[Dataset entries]
+===+

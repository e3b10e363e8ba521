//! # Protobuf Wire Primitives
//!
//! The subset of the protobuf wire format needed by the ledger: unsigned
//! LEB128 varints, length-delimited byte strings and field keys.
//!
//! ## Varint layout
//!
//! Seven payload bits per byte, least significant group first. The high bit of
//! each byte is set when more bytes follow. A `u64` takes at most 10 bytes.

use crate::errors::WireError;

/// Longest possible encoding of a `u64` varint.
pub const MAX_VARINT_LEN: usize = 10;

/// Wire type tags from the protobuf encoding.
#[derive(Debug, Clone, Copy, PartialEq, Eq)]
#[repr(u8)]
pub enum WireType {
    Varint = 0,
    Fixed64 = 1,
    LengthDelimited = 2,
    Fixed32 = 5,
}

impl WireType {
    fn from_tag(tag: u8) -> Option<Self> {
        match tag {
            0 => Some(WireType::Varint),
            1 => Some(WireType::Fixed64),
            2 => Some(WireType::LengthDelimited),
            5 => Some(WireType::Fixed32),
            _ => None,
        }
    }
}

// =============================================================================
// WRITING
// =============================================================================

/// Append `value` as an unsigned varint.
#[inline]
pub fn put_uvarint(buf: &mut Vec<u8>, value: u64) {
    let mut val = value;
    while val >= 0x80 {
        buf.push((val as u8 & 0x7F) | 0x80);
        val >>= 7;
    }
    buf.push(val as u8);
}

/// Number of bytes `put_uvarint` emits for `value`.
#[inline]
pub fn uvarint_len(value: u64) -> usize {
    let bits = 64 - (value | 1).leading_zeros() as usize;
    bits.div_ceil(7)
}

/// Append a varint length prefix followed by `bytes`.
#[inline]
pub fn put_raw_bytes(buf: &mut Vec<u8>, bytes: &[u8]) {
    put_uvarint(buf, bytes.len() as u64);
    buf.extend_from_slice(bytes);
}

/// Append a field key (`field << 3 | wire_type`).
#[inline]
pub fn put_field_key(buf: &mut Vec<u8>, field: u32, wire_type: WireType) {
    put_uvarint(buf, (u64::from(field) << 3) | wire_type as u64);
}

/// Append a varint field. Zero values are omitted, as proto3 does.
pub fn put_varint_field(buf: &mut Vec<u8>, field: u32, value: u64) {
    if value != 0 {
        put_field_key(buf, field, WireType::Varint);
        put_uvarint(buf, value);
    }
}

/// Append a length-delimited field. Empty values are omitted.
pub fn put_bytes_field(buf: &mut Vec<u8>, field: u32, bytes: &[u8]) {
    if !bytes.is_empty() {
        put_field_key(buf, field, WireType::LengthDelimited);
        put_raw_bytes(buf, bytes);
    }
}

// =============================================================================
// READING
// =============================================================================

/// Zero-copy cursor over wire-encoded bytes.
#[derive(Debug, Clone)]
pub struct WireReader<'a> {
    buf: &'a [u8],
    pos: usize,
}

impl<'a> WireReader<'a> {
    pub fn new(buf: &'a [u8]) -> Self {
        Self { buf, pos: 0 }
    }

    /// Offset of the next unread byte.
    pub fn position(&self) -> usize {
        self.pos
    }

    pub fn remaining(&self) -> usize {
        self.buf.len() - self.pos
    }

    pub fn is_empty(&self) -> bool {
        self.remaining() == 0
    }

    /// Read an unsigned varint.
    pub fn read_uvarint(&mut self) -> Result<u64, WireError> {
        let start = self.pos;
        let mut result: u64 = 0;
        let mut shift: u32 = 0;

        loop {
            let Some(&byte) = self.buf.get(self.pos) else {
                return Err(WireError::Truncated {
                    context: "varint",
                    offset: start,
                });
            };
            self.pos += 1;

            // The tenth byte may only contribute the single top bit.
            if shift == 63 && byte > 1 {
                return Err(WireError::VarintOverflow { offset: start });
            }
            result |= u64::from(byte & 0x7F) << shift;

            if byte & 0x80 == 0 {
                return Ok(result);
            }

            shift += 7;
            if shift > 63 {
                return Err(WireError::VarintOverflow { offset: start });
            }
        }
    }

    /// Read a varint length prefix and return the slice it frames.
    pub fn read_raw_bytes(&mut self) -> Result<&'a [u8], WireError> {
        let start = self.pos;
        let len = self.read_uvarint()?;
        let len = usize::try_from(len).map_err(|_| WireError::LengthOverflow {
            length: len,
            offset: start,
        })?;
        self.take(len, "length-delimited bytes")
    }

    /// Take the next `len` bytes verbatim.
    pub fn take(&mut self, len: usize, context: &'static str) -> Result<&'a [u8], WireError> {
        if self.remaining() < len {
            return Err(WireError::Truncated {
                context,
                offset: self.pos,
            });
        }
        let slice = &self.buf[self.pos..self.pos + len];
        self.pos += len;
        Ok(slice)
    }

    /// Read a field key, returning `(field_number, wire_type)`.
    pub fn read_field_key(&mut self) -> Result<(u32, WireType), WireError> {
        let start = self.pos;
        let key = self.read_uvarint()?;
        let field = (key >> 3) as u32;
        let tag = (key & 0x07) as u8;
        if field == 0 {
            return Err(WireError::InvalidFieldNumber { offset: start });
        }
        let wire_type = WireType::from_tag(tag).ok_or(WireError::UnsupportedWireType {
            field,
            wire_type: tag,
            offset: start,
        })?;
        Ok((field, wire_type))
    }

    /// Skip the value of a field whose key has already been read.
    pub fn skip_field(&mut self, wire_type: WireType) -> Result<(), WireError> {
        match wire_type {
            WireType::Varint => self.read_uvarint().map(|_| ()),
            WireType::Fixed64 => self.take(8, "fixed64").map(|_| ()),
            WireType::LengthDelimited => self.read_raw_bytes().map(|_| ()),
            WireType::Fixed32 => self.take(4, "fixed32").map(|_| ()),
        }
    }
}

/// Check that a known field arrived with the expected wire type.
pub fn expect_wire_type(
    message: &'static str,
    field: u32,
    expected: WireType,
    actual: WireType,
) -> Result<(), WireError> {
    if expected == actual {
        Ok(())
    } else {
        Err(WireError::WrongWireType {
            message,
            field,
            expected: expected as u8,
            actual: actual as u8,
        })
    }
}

+===+

Line count for "expected": count the lines in the records above that hold this word, and give only the number.

* [FINISHED EXERCISE]: 4